Named for Nancy Grace Roman — NASA's first Chief of Astronomy and the
"Mother of Hubble" — the telescope is designed to investigate some
of the most fundamental open questions in astrophysics, according to
NASA. Its primary science targets include dark energy, dark matter,
exoplanets, and the large-scale structure of the universe.

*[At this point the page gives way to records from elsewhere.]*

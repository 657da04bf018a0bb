//! CLI output formatting for every command.
//!
//! # Information-First Display
//!
//! Output leads with what happened to the asset (its stored name and size),
//! with filesystem paths shown as indented context lines. Failures are shown
//! one message per line so a rejected upload lists every problem.
//!
//! # Output Format
//!
//! ## Ingest
//!
//! ```text
//! Holiday-Photo_3fa9c01b7d2e.jpg (1920x1080, 2.4 MB)
//!     Original: Holiday Photo.jpg
//!     Type: image/jpeg
//! ```
//!
//! ## Rebuild
//!
//! ```text
//! Rebuilding 3 thumbnails
//!     a_1.png: 300x300
//!     clip_2.mp4: skipped
//!     bad_3.png: failed (Invalid image: ...)
//! Rebuilt 1, skipped 1, failed 1
//! ```
//!
//! # Architecture
//!
//! Each command has a `format_*` function (returns `Vec<String>`) for
//! testability and a `print_*` wrapper that writes to stdout. Format
//! functions are pure: no I/O, no side effects.

use crate::assets::{DeleteReport, ManipulateResult, RebuildEvent, RebuildSummary};
use crate::imaging::Dimensions;
use crate::ingest::{AssetMetadata, UploadErrors, VideoAsset};
use crate::video::VideoProbe;

// ============================================================================
// Shared helpers
// ============================================================================

/// Return indentation string: 4 spaces per depth level.
fn indent(depth: usize) -> String {
    "    ".repeat(depth)
}

/// Human-readable byte count with one decimal above 1 KB.
fn format_bytes(bytes: u64) -> String {
    const UNITS: [&str; 4] = ["KB", "MB", "GB", "TB"];
    if bytes < 1024 {
        return format!("{bytes} B");
    }
    let mut value = bytes as f64 / 1024.0;
    let mut unit = 0;
    while value >= 1024.0 && unit < UNITS.len() - 1 {
        value /= 1024.0;
        unit += 1;
    }
    format!("{value:.1} {}", UNITS[unit])
}

fn format_seconds(seconds: f64) -> String {
    format!("{seconds:.2}s")
}

fn print_lines(lines: Vec<String>) {
    for line in lines {
        println!("{}", line);
    }
}

// ============================================================================
// Ingest
// ============================================================================

pub fn format_ingest_output(meta: &AssetMetadata) -> Vec<String> {
    vec![
        format!(
            "{} ({}x{}, {})",
            meta.filename,
            meta.width,
            meta.height,
            format_bytes(meta.byte_size)
        ),
        format!("{}Original: {}", indent(1), meta.original_name),
        format!("{}Type: {}", indent(1), meta.mime_type),
    ]
}

pub fn print_ingest_output(meta: &AssetMetadata) {
    print_lines(format_ingest_output(meta));
}

pub fn format_video_ingest_output(video: &VideoAsset) -> Vec<String> {
    let mut lines = vec![format!("{} ({})", video.filename, format_bytes(video.byte_size))];
    lines.push(format!("{}Original: {}", indent(1), video.original_name));
    lines.push(format!("{}Type: {}", indent(1), video.mime_type));
    lines.extend(
        format_probe(&video.probe)
            .into_iter()
            .map(|l| format!("{}{}", indent(1), l)),
    );
    lines.push(format!(
        "{}Thumbnail: {}",
        indent(1),
        if video.thumbnail {
            "extracted"
        } else {
            "none (placeholder)"
        }
    ));
    lines
}

pub fn print_video_ingest_output(video: &VideoAsset) {
    print_lines(format_video_ingest_output(video));
}

/// One line per collected upload error.
pub fn format_upload_errors(errors: &UploadErrors) -> Vec<String> {
    let mut lines = vec!["Upload rejected".to_string()];
    lines.extend(
        errors
            .messages()
            .into_iter()
            .map(|m| format!("{}{}", indent(1), m)),
    );
    lines
}

pub fn print_upload_errors(errors: &UploadErrors) {
    for line in format_upload_errors(errors) {
        eprintln!("{}", line);
    }
}

// ============================================================================
// Manipulate / revert / delete
// ============================================================================

pub fn format_manipulate_output(result: &ManipulateResult) -> Vec<String> {
    vec![format!(
        "{}: {} \u{2192} {}x{}",
        result.filename, result.operation, result.width, result.height
    )]
}

pub fn print_manipulate_output(result: &ManipulateResult) {
    print_lines(format_manipulate_output(result));
}

/// Videos carry no dimensions.
pub fn format_revert_output(filename: &str, dims: Option<&Dimensions>) -> Vec<String> {
    match dims {
        Some(dims) => vec![format!(
            "{filename}: reverted to pristine ({}x{})",
            dims.width, dims.height
        )],
        None => vec![format!("{filename}: reverted to pristine")],
    }
}

pub fn print_revert_output(filename: &str, dims: Option<&Dimensions>) {
    print_lines(format_revert_output(filename, dims));
}

pub fn format_delete_output(report: &DeleteReport) -> Vec<String> {
    let status = if report.success() {
        "deleted"
    } else {
        "partially deleted"
    };
    let mut lines = vec![format!("{}: {}", report.filename, status)];
    for path in &report.removed {
        lines.push(format!("{}Removed: {}", indent(1), path.display()));
    }
    for path in &report.missing {
        lines.push(format!("{}Missing: {}", indent(1), path.display()));
    }
    for message in report.messages() {
        lines.push(format!("{}{}", indent(1), message));
    }
    lines
}

pub fn print_delete_output(report: &DeleteReport) {
    print_lines(format_delete_output(report));
}

// ============================================================================
// Rebuild
// ============================================================================

/// Format a single rebuild progress event as display lines.
pub fn format_rebuild_event(event: &RebuildEvent) -> Vec<String> {
    match event {
        RebuildEvent::Started { total } => vec![format!("Rebuilding {} thumbnails", total)],
        RebuildEvent::Rebuilt {
            filename,
            width,
            height,
        } => vec![format!("{}{}: {}x{}", indent(1), filename, width, height)],
        RebuildEvent::Skipped { filename } => vec![format!("{}{}: skipped", indent(1), filename)],
        RebuildEvent::Failed { filename, error } => {
            vec![format!("{}{}: failed ({})", indent(1), filename, error)]
        }
    }
}

pub fn format_rebuild_summary(summary: &RebuildSummary) -> Vec<String> {
    vec![format!(
        "Rebuilt {}, skipped {}, failed {}",
        summary.rebuilt, summary.skipped, summary.failed
    )]
}

pub fn print_rebuild_summary(summary: &RebuildSummary) {
    print_lines(format_rebuild_summary(summary));
}

// ============================================================================
// Video
// ============================================================================

/// Probe fields, `unknown` where the toolkit could not tell.
pub fn format_probe(probe: &VideoProbe) -> Vec<String> {
    let duration = probe
        .duration_seconds
        .map(format_seconds)
        .unwrap_or_else(|| "unknown".to_string());
    let size = match (probe.width, probe.height) {
        (Some(w), Some(h)) => format!("{w}x{h}"),
        _ => "unknown".to_string(),
    };
    vec![format!("Duration: {duration}"), format!("Size: {size}")]
}

pub fn print_probe(path: &std::path::Path, available: bool, probe: &VideoProbe) {
    println!("{}", path.display());
    if !available {
        println!("{}Video toolkit: not found", indent(1));
    }
    for line in format_probe(probe) {
        println!("{}{}", indent(1), line);
    }
}

// ============================================================================
// Tests
// ============================================================================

What the Roman Telescope Will Do
The Roman Space Telescope will conduct wide-field surveys of the sky at
infrared wavelengths — a capability that positions it as a complement
to rather than a replacement for the James Webb Space Telescope, which
excels at deep, targeted observations of individual objects. Roman's
strength lies in its ability to observe large regions of sky
simultaneously, producing a panoramic view of the cosmos that Webb's
narrower field cannot replicate, according to NASA.
One of Roman's primary science programs involves a microlensing survey
of the galactic core designed to detect thousands of exoplanets —
including free-floating planets not bound to any star. That survey alone
is expected to transform scientists' understanding of how planetary
systems form and distribute throughout the galaxy.
Part of NASA's Broader 2025 Milestone Year
The Roman telescope's completion came alongside a series of significant
NASA accomplishments in 2025. The agency landed two robotic science
missions on the Moon, advanced preparations for the Artemis II crewed
lunar flyby — the first crewed mission around the Moon in more than 50
years — and grew the Artemis Accords to 59 signatory nations,
according to NASA's Johnson Space Center 2025 milestone report.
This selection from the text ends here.